(Dataset records)
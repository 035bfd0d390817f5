//! Error types module
//!
//! Every failure the upload pipeline can produce is a variant of `AppError`.
//! Each variant self-describes how it is presented over HTTP through
//! `ErrorMetadata`; the API crate only renders what this table says.
//!
//! The `Database` variant wraps `sqlx::Error` when the `sqlx` feature is on.

use std::io;

#[cfg(feature = "sqlx")]
use sqlx::Error as SqlxError;
use uuid::Uuid;

/// Log level for error reporting
#[derive(Debug, Clone, Copy, PartialEq, Eq)]
pub enum LogLevel {
    /// Debug level - for expected errors like validation failures
    Debug,
    /// Warning level - for recoverable issues
    Warn,
    /// Error level - for unexpected failures
    Error,
}

/// Metadata for error responses - defines how an error should be presented
pub trait ErrorMetadata {
    /// HTTP status code to return
    fn http_status_code(&self) -> u16;

    /// Machine-readable error code (e.g., "NOT_OWNER")
    fn error_code(&self) -> &'static str;

    /// Whether this error is recoverable (can be retried)
    fn is_recoverable(&self) -> bool;

    /// Suggested action for the client
    fn suggested_action(&self) -> Option<&'static str>;

    /// Client-facing message (may differ from internal error message)
    fn client_message(&self) -> String;

    /// Whether details should be hidden from the caller
    fn is_sensitive(&self) -> bool;

    /// Log level for this error
    fn log_level(&self) -> LogLevel;
}

#[derive(Debug, thiserror::Error)]
pub enum AppError {
    #[cfg(feature = "sqlx")]
    #[error("Database error: {0}")]
    Database(#[source] SqlxError),

    #[cfg(not(feature = "sqlx"))]
    #[error("Database error: {0}")]
    Database(String),

    #[error("Invalid record identifier: {0}")]
    InvalidIdentifier(String),

    #[error("Missing credential: {0}")]
    MissingCredential(String),

    #[error("Invalid credential: {0}")]
    InvalidCredential(String),

    #[error("Record not found: {0}")]
    RecordNotFound(Uuid),

    #[error("Caller {caller_id} does not own record {record_id}")]
    NotOwner { record_id: Uuid, caller_id: Uuid },

    #[error("Payload exceeds {limit_bytes} bytes")]
    PayloadTooLarge { limit_bytes: u64 },

    #[error("Malformed multipart payload: {0}")]
    MalformedPayload(String),

    #[error("Multipart field '{0}' is missing")]
    FieldMissing(String),

    #[error("Unsupported media type: {0}")]
    UnsupportedMediaType(String),

    #[error("Geometry classification failed: {0}")]
    ClassificationFailed(String),

    #[error("Storage write failed: {0}")]
    StorageWriteFailed(String),

    #[error("Record update failed: {0}")]
    RecordUpdateFailed(String),

    #[error("Asset not found: {0}")]
    AssetNotFound(String),

    #[error("Internal error: {0}")]
    Internal(String),

    #[error("Internal error with source")]
    InternalWithSource {
        message: String,
        #[source]
        source: anyhow::Error,
    },
}

#[cfg(feature = "sqlx")]
impl From<SqlxError> for AppError {
    fn from(err: SqlxError) -> Self {
        AppError::Database(err)
    }
}

impl From<anyhow::Error> for AppError {
    fn from(err: anyhow::Error) -> Self {
        AppError::InternalWithSource {
            message: err.to_string(),
            source: err,
        }
    }
}

impl From<io::Error> for AppError {
    fn from(err: io::Error) -> Self {
        AppError::Internal(format!("IO error: {}", err))
    }
}

impl From<uuid::Error> for AppError {
    fn from(err: uuid::Error) -> Self {
        AppError::InvalidIdentifier(err.to_string())
    }
}

/// Static metadata for each variant: (http_status, error_code, recoverable, suggested_action, sensitive, log_level).
fn app_error_static_metadata(
    err: &AppError,
) -> (
    u16,
    &'static str,
    bool,
    Option<&'static str>,
    bool,
    LogLevel,
) {
    match err {
        AppError::Database(_) => (
            500,
            "DATABASE_ERROR",
            true,
            Some("Retry after a short delay"),
            true,
            LogLevel::Error,
        ),
        AppError::InvalidIdentifier(_) => (
            400,
            "INVALID_IDENTIFIER",
            false,
            Some("Use the record's UUID in the request path"),
            false,
            LogLevel::Debug,
        ),
        AppError::MissingCredential(_) => (
            401,
            "MISSING_CREDENTIAL",
            false,
            Some("Send an 'Authorization: Bearer <token>' header"),
            false,
            LogLevel::Debug,
        ),
        AppError::InvalidCredential(_) => (
            401,
            "INVALID_CREDENTIAL",
            false,
            Some("Log in again to obtain a fresh token"),
            false,
            LogLevel::Debug,
        ),
        AppError::RecordNotFound(_) => (
            404,
            "RECORD_NOT_FOUND",
            false,
            Some("Verify the record ID exists"),
            false,
            LogLevel::Debug,
        ),
        AppError::NotOwner { .. } => (
            401,
            "NOT_OWNER",
            false,
            None,
            false,
            LogLevel::Debug,
        ),
        AppError::PayloadTooLarge { .. } => (
            400,
            "PAYLOAD_TOO_LARGE",
            false,
            Some("Reduce file size and try again"),
            false,
            LogLevel::Debug,
        ),
        AppError::MalformedPayload(_) => (
            400,
            "MALFORMED_PAYLOAD",
            false,
            Some("Send the file as multipart/form-data"),
            false,
            LogLevel::Debug,
        ),
        AppError::FieldMissing(_) => (
            400,
            "FIELD_MISSING",
            false,
            Some("Check the multipart field name"),
            false,
            LogLevel::Debug,
        ),
        AppError::UnsupportedMediaType(_) => (
            400,
            "UNSUPPORTED_MEDIA_TYPE",
            false,
            Some("Check the declared content type of the file part"),
            false,
            LogLevel::Debug,
        ),
        AppError::ClassificationFailed(_) => (
            500,
            "CLASSIFICATION_FAILED",
            false,
            Some("Check that the file is a playable MP4"),
            true,
            LogLevel::Error,
        ),
        AppError::StorageWriteFailed(_) => (
            500,
            "STORAGE_WRITE_FAILED",
            true,
            Some("Retry after a short delay"),
            true,
            LogLevel::Error,
        ),
        AppError::RecordUpdateFailed(_) => (
            500,
            "RECORD_UPDATE_FAILED",
            true,
            Some("Retry after a short delay"),
            true,
            LogLevel::Error,
        ),
        AppError::AssetNotFound(_) => (
            404,
            "ASSET_NOT_FOUND",
            false,
            Some("Verify the asset URL"),
            false,
            LogLevel::Debug,
        ),
        AppError::Internal(_) => (
            500,
            "INTERNAL_ERROR",
            true,
            Some("Retry after a short delay"),
            true,
            LogLevel::Error,
        ),
        AppError::InternalWithSource { .. } => (
            500,
            "INTERNAL_ERROR",
            true,
            Some("Retry after a short delay"),
            true,
            LogLevel::Error,
        ),
    }
}

impl AppError {
    /// Get the error type name for detailed error responses
    pub fn error_type(&self) -> &str {
        match self {
            AppError::Database(_) => "Database",
            AppError::InvalidIdentifier(_) => "InvalidIdentifier",
            AppError::MissingCredential(_) => "MissingCredential",
            AppError::InvalidCredential(_) => "InvalidCredential",
            AppError::RecordNotFound(_) => "RecordNotFound",
            AppError::NotOwner { .. } => "NotOwner",
            AppError::PayloadTooLarge { .. } => "PayloadTooLarge",
            AppError::MalformedPayload(_) => "MalformedPayload",
            AppError::FieldMissing(_) => "FieldMissing",
            AppError::UnsupportedMediaType(_) => "UnsupportedMediaType",
            AppError::ClassificationFailed(_) => "ClassificationFailed",
            AppError::StorageWriteFailed(_) => "StorageWriteFailed",
            AppError::RecordUpdateFailed(_) => "RecordUpdateFailed",
            AppError::AssetNotFound(_) => "AssetNotFound",
            AppError::Internal(_) => "Internal",
            AppError::InternalWithSource { .. } => "Internal",
        }
    }

    /// Get detailed error information including error chain
    pub fn detailed_message(&self) -> String {
        use std::error::Error;

        let mut details = self.to_string();

        let mut source = self.source();
        let mut depth = 0;
        while let Some(err) = source {
            depth += 1;
            if depth > 5 {
                details.push_str("\n  ... (truncated)");
                break;
            }
            details.push_str(&format!("\n  Caused by: {}", err));
            source = err.source();
        }

        details
    }
}

impl ErrorMetadata for AppError {
    fn http_status_code(&self) -> u16 {
        app_error_static_metadata(self).0
    }

    fn error_code(&self) -> &'static str {
        app_error_static_metadata(self).1
    }

    fn is_recoverable(&self) -> bool {
        app_error_static_metadata(self).2
    }

    fn suggested_action(&self) -> Option<&'static str> {
        app_error_static_metadata(self).3
    }

    fn is_sensitive(&self) -> bool {
        app_error_static_metadata(self).4
    }

    fn log_level(&self) -> LogLevel {
        app_error_static_metadata(self).5
    }

    fn client_message(&self) -> String {
        match self {
            AppError::Database(_) => "Failed to access database".to_string(),
            AppError::InvalidIdentifier(_) => "Invalid ID".to_string(),
            AppError::MissingCredential(_) => "Couldn't find JWT".to_string(),
            AppError::InvalidCredential(_) => "Couldn't validate JWT".to_string(),
            AppError::RecordNotFound(_) => "Video not found".to_string(),
            AppError::NotOwner { .. } => "You do not own this video".to_string(),
            AppError::PayloadTooLarge { limit_bytes } => format!(
                "File exceeds the maximum allowed size of {} MB",
                limit_bytes / 1024 / 1024
            ),
            AppError::MalformedPayload(_) => "Error parsing form".to_string(),
            AppError::FieldMissing(field) => format!("No {} found", field),
            AppError::UnsupportedMediaType(ref msg) => msg.clone(),
            AppError::ClassificationFailed(_) => {
                "Could not get aspect ratio for video".to_string()
            }
            AppError::StorageWriteFailed(_) => "Error saving file".to_string(),
            AppError::RecordUpdateFailed(_) => "Error updating video".to_string(),
            AppError::AssetNotFound(_) => "Asset not found".to_string(),
            AppError::Internal(_) => "Internal server error".to_string(),
            AppError::InternalWithSource { .. } => "Internal server error".to_string(),
        }
    }
}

**Your objective**
Once you have identified the lines above that contain "should", copy each of them.

**Task result**
/// Metadata for error responses - defines how an error should be presented
    /// Whether details should be hidden from the caller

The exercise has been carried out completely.